Did you know?
- Jaguars are the largest wild cat in North and South America
- Jaguars have been eradicated from 40% of their global range across the Americas due to habitat loss / fragmentation, loss of natural prey, hunting and human-wildlife conflict
- In Argentina, jaguars have lost over 95% of their natural territory
- Sobering estimates of the endangered population in Argentina number between 200 and 300
- Rewilding Argentina’s Jaguar Reintroduction Project is a world first
Jaguar Reintroduction Project
As top predators, jaguar (Panthera onca) are key to the restoration of the ecological balance in the Iberá Wetlands and their return has been a ten-year journey of provincial, national and global collaborations. Jaguars were donated by institutions in Argentina, Paraguay and Brazil to create a breeding and founding population for the Jaguar Reintroduction Centre.
Phase 1
This foundational phase included an extensive social survey that endorsed the support of both provincial authorities and the local population for the project; the confirmation that the expanded habitat of the Gran Iberá Park could sustainably support around 100 jaguars, and taking advice from global experts on all matters related to this world-first initiative.
Les Carlisle, &Beyond Group Conservation Manager, was invited to share his expertise around &Beyond’s proven large scale, veterinary-supported wildlife translocation model, together with his many years of learnings on predator release and post-release management protocols. He captured the highlights of this experience in his story Conservation revolution.

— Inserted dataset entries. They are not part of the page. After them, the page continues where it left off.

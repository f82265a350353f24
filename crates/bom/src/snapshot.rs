//! Snapshot file: the events and catalog captured at one logical instant.

use std::path::Path;

use anyhow::Context;
use serde::{Deserialize, Serialize};

use solarops_bookings::{Material, MovementEvent};

#[derive(Debug, Clone, Default, PartialEq, Serialize, Deserialize)]
pub struct Snapshot {
    #[serde(default)]
    pub events: Vec<MovementEvent>,
    #[serde(default)]
    pub materials: Vec<Material>,
}

impl Snapshot {
    pub fn load(path: &Path) -> anyhow::Result<Self> {
        let raw = std::fs::read_to_string(path)
            .with_context(|| format!("failed to read snapshot {}", path.display()))?;
        Self::from_json(&raw).with_context(|| format!("invalid snapshot {}", path.display()))
    }

    pub fn from_json(raw: &str) -> anyhow::Result<Self> {
        Ok(serde_json::from_str(raw)?)
    }
}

In 2012, construction started on the mammoth Jaguar Reintroduction Centre – a three-year building project that encompassed 30 hectares (74 acres) of holding pens to breed, raise and rehabilitate jaguars that are able to live independently in the wild.
Phase 2
In 2015, the first breeding female arrived at the centre, followed by a succession of two males and two females from rescue centres and zoos in Argentina, Paraguay and Brazil.

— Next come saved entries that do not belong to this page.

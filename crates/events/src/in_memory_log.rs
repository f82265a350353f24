//! In-memory append-only event log for tests/dev.

use std::sync::RwLock;

use solarops_core::ProjectId;

use crate::event::{Event, ProjectScoped};
use crate::source::{EventSourceError, MovementEventSource};

/// Append-only log.
///
/// - No IO / no async
/// - No update or delete operations
/// - Reads return owned snapshots, so a reader never observes a half-applied append
#[derive(Debug)]
pub struct InMemoryEventLog<E> {
    events: RwLock<Vec<E>>,
}

impl<E> Default for InMemoryEventLog<E> {
    fn default() -> Self {
        Self {
            events: RwLock::new(Vec::new()),
        }
    }
}

impl<E> InMemoryEventLog<E>
where
    E: Event + ProjectScoped,
{
    pub fn new() -> Self {
        Self::default()
    }

    /// Seed a log from already-recorded events, keeping their order.
    pub fn from_events(events: impl IntoIterator<Item = E>) -> Self {
        Self {
            events: RwLock::new(events.into_iter().collect()),
        }
    }

    pub fn append(&self, event: E) -> Result<(), EventSourceError> {
        let mut events = self
            .events
            .write()
            .map_err(|_| EventSourceError::Unavailable("lock poisoned".to_string()))?;

        tracing::trace!(
            event_type = event.event_type(),
            project_id = %event.project_id(),
            "event appended"
        );
        events.push(event);
        Ok(())
    }

    pub fn len(&self) -> Result<usize, EventSourceError> {
        self.events
            .read()
            .map(|events| events.len())
            .map_err(|_| EventSourceError::Unavailable("lock poisoned".to_string()))
    }

    pub fn is_empty(&self) -> Result<bool, EventSourceError> {
        self.len().map(|n| n == 0)
    }

    /// Every recorded event across all projects.
    pub fn snapshot(&self) -> Result<Vec<E>, EventSourceError> {
        let events = self
            .events
            .read()
            .map_err(|_| EventSourceError::Unavailable("lock poisoned".to_string()))?;
        Ok(events.clone())
    }
}

impl<E> MovementEventSource<E> for InMemoryEventLog<E>
where
    E: Event + ProjectScoped,
{
    fn events_for_project(&self, project_id: &ProjectId) -> Result<Vec<E>, EventSourceError> {
        let events = self
            .events
            .read()
            .map_err(|_| EventSourceError::Unavailable("lock poisoned".to_string()))?;

        Ok(events
            .iter()
            .filter(|e| e.project_id() == project_id)
            .cloned()
            .collect())
    }
}
//! `solarops-core` — domain foundation building blocks.
//!
//! This crate contains **pure domain** primitives (no infrastructure concerns).

pub mod error;
pub mod id;

pub use error::{DomainError, DomainResult};
pub use id::{BookingId, MaterialId, ProjectId};
//! Tracing/logging initialization.

use clap::ValueEnum;
use tracing_subscriber::EnvFilter;

/// Log line format.
#[derive(Debug, Clone, Copy, Default, PartialEq, Eq, ValueEnum)]
pub enum LogFormat {
    /// One JSON object per line.
    #[default]
    Json,
    /// Human-readable, for local runs.
    #[value(alias = "text")]
    Pretty,
}

/// Initialize tracing/logging for the process.
///
/// Filtering comes from `RUST_LOG` (default `info`). Logs go to stderr so
/// stdout stays free for command output. Safe to call multiple times
/// (subsequent calls are no-ops).
pub fn init(format: LogFormat) {
    let filter = EnvFilter::try_from_default_env().unwrap_or_else(|_| EnvFilter::new("info"));

    let builder = tracing_subscriber::fmt()
        .with_env_filter(filter)
        .with_writer(std::io::stderr)
        .with_timer(tracing_subscriber::fmt::time::SystemTime);

    let _ = match format {
        LogFormat::Json => builder.json().with_target(false).try_init(),
        LogFormat::Pretty => builder.pretty().try_init(),
    };
}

2018 marked a highlight in the programme, when Arami and Mbarete were born: the project’s first newborns and the first jaguars born in over seven decades in Corrientes.
The cubs are the offspring of two jaguars on loan from partnering institutions: Chiqui, the father, who was born in the wild, but orphaned at a young age, and Tania, the mother, who came to the centre after being born and raised in a zoo. Tania is missing a leg from an incident when she was a cub, but remarkably has learnt to hunt for herself.
Arami and Mbarete were raised in 1.5 hectare pens without any human contact. Their growth and development was monitored remotely, and their hunting skills honed on wild prey captured by locals.